Nutrient Comparison: Cooked Frozen Podded Peas VS Cooked Ripe Red Tomatoes per 1 kg
Compare the macro and micronutrient content in 1 kg of Cooked Frozen Podded Peas versus 1 kg of Cooked Ripe Red Tomatoes to make informed dietary choices. Explore their nutritional differences and benefits.
Lets compare vitamin content per 1 kilogram of Cooked Frozen Podded Peas vs Cooked Ripe Red Tomatoes:
- 1 kilogram of Cooked Frozen Podded Peas has 2.8 times more Vitamin A, 1.8 times more Vitamin B1, 5.4 times more Vitamin B2, 6.6 times more Vitamin B5, 2.2 times more Vitamin B6, 2.7 times more Vitamin B9 and 10.8 times more Vitamin K than Cooked Ripe Red Tomatoes.
- Both Cooked Frozen Podded Peas and Cooked Ripe Red Tomatoes provide similar amounts of Vitamin B3, Vitamin C and Vitamin E per one kilogram.
- 1 kilogram of Cooked Ripe Red Tomatoes have insufficient amounts of Vitamin B2
- Both Boiled and Drained Frozen Podded Peas as well as Cooked Ripe Red Tomatoes have insufficient amounts of Vitamin B12 and Vitamin D in one kilogram.
Comparing minerals per 1 kilogram for Cooked Frozen Podded Peas vs Cooked Ripe Red Tomatoes:
- 1 kilogram of Cooked Frozen Podded Peas has 5.4 times more Calcium, 3.5 times more Iron, 3.1 times more Magnesium, 2.7 times more Manganese, 2.1 times more Phosphorus and 3.5 times more Zinc than Cooked Ripe Red Tomatoes.
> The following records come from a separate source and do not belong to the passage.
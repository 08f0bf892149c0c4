//! Authoritative piece container for one match.
//!
//! `PieceStore` is a flat arena of piece records keyed by id. It knows
//! geometry and identity but no move legality: callers validate first and
//! then use the mutation primitives here. The store is a plain value, so a
//! `clone()` is all a speculative what-if board needs.

use crate::errors::LayoutError;
use crate::game_state::chess_rules::{back_row, pawn_start_row, BACK_RANK};
use crate::game_state::chess_types::*;
use crate::utils::layout_parser::parse_layout;

#[derive(Debug, Clone, PartialEq, Eq)]
pub struct PieceStore {
    // Index `i` holds the piece with id `i + 1`.
    pieces: Vec<Piece>,
    next_id: PieceId,
}

impl Default for PieceStore {
    fn default() -> Self {
        Self {
            pieces: Vec::with_capacity(32),
            next_id: 1,
        }
    }
}

impl PieceStore {
    #[inline]
    pub fn new_empty() -> Self {
        Self::default()
    }

    pub fn new_standard() -> Self {
        let mut store = Self::default();
        store.setup_standard();
        store
    }

    pub fn from_layout(descriptor: &str) -> Result<Self, LayoutError> {
        let mut store = Self::default();
        store.setup_from_layout(descriptor)?;
        Ok(store)
    }

    /// Replace every piece with the canonical opening layout, ids from 1.
    pub fn setup_standard(&mut self) {
        self.clear();

        for color in [Color::White, Color::Black] {
            for col in 0..8u8 {
                self.spawn(PieceKind::Pawn, color, Position::new(pawn_start_row(color), col));
            }
            for (col, kind) in (0u8..).zip(BACK_RANK) {
                self.spawn(kind, color, Position::new(back_row(color), col));
            }
        }
    }

    /// Replace every piece with the layout described by `descriptor`.
    ///
    /// On error the store is left exactly as it was; choosing a fallback is
    /// the caller's business.
    pub fn setup_from_layout(&mut self, descriptor: &str) -> Result<(), LayoutError> {
        let placements = parse_layout(descriptor)?;

        self.clear();
        for (kind, color, position) in placements {
            self.spawn(kind, color, position);
        }
        Ok(())
    }

    fn clear(&mut self) {
        self.pieces.clear();
        self.next_id = 1;
    }

    fn spawn(&mut self, kind: PieceKind, color: Color, position: Position) -> PieceId {
        let id = self.next_id;
        self.next_id += 1;
        self.pieces.push(Piece {
            id,
            kind,
            color,
            position,
            captured: false,
            has_moved: false,
            cooldown_remaining: 0,
        });
        id
    }

    #[inline]
    fn index_of(id: PieceId) -> Option<usize> {
        usize::try_from(id).ok()?.checked_sub(1)
    }

    #[inline]
    fn get_mut(&mut self, id: PieceId) -> Option<&mut Piece> {
        let index = Self::index_of(id)?;
        self.pieces.get_mut(index)
    }

    /// The non-captured piece standing on `position`, if any.
    #[inline]
    pub fn piece_at(&self, position: Position) -> Option<&Piece> {
        self.pieces
            .iter()
            .find(|p| !p.captured && p.position == position)
    }

    #[inline]
    pub fn is_occupied(&self, position: Position) -> bool {
        self.piece_at(position).is_some()
    }

    /// Lookup by id, captured pieces included.
    #[inline]
    pub fn piece_by_id(&self, id: PieceId) -> Option<&Piece> {
        let index = Self::index_of(id)?;
        self.pieces.get(index)
    }

    /// Relocate a live piece, capturing an enemy on `to` along the way.
    ///
    /// A same-colour occupant of `to` is not checked here; that is the
    /// validator's job.
    pub fn move_piece(&mut self, id: PieceId, to: Position) -> bool {
        let Some(mover) = self.piece_by_id(id).copied() else {
            return false;
        };
        if mover.captured {
            return false;
        }

        if let Some(victim) = self
            .pieces
            .iter_mut()
            .find(|p| !p.captured && p.position == to && p.color != mover.color)
        {
            victim.captured = true;
        }

        let Some(piece) = self.get_mut(id) else {
            return false;
        };
        piece.position = to;
        piece.has_moved = true;
        true
    }

    pub fn set_cooldown(&mut self, id: PieceId, ticks: Ticks) -> bool {
        match self.get_mut(id) {
            Some(piece) if !piece.captured => {
                piece.cooldown_remaining = ticks;
                true
            }
            _ => false,
        }
    }

    /// One tick of cooldown decay for every piece, floored at zero.
    pub fn decrement_all_cooldowns(&mut self) {
        for piece in &mut self.pieces {
            piece.cooldown_remaining = piece.cooldown_remaining.saturating_sub(1);
        }
    }

    /// Pieces in id order.
    pub fn all_pieces(&self, include_captured: bool) -> impl Iterator<Item = &Piece> + '_ {
        self.pieces
            .iter()
            .filter(move |p| include_captured || !p.captured)
    }

    /// Pieces of one colour in id order.
    pub fn pieces_of(
        &self,
        color: Color,
        include_captured: bool,
    ) -> impl Iterator<Item = &Piece> + '_ {
        self.all_pieces(include_captured)
            .filter(move |p| p.color == color)
    }

    #[inline]
    pub fn is_empty(&self) -> bool {
        self.pieces.is_empty()
    }

    pub fn king_count(&self, color: Color) -> usize {
        self.pieces_of(color, false)
            .filter(|p| p.kind == PieceKind::King)
            .count()
    }

    pub fn king_of(&self, color: Color) -> Option<&Piece> {
        self.pieces_of(color, false)
            .find(|p| p.kind == PieceKind::King)
    }

    /// Reclassify a live pawn.
    pub fn promote(&mut self, id: PieceId, new_kind: PieceKind) -> bool {
        match self.get_mut(id) {
            Some(piece) if !piece.captured && piece.kind == PieceKind::Pawn => {
                piece.kind = new_kind;
                true
            }
            _ => false,
        }
    }
}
- Both Cooked Frozen Podded Peas and Cooked Ripe Red Tomatoes contain similar levels of Copper, Potassium and Water per one kilogram.
- 1 kilogram of Cooked Ripe Red Tomatoes lack sufficient amounts of Calcium and Zinc
- Both Boiled and Drained Frozen Podded Peas as well as Cooked Ripe Red Tomatoes lack sufficient amounts of Selenium in one kilogram.
Comparison of macro-nutrients per 1 kilogram:
- 1 kilogram of Cooked Frozen Podded Peas has 2.2 times more Carbohydrate, 1.9 times more Sugars, 4.4 times more Fiber and 3.7 times more Protein than Cooked Ripe Red Tomatoes.
- 1 kilogram of Cooked Ripe Red Tomatoes provide inadequate amounts of Fiber and Protein
- Both Boiled and Drained Frozen Podded Peas as well as Cooked Ripe Red Tomatoes provide inadequate amounts of Energy, Omega 3 and Omega 6 in one kilogram.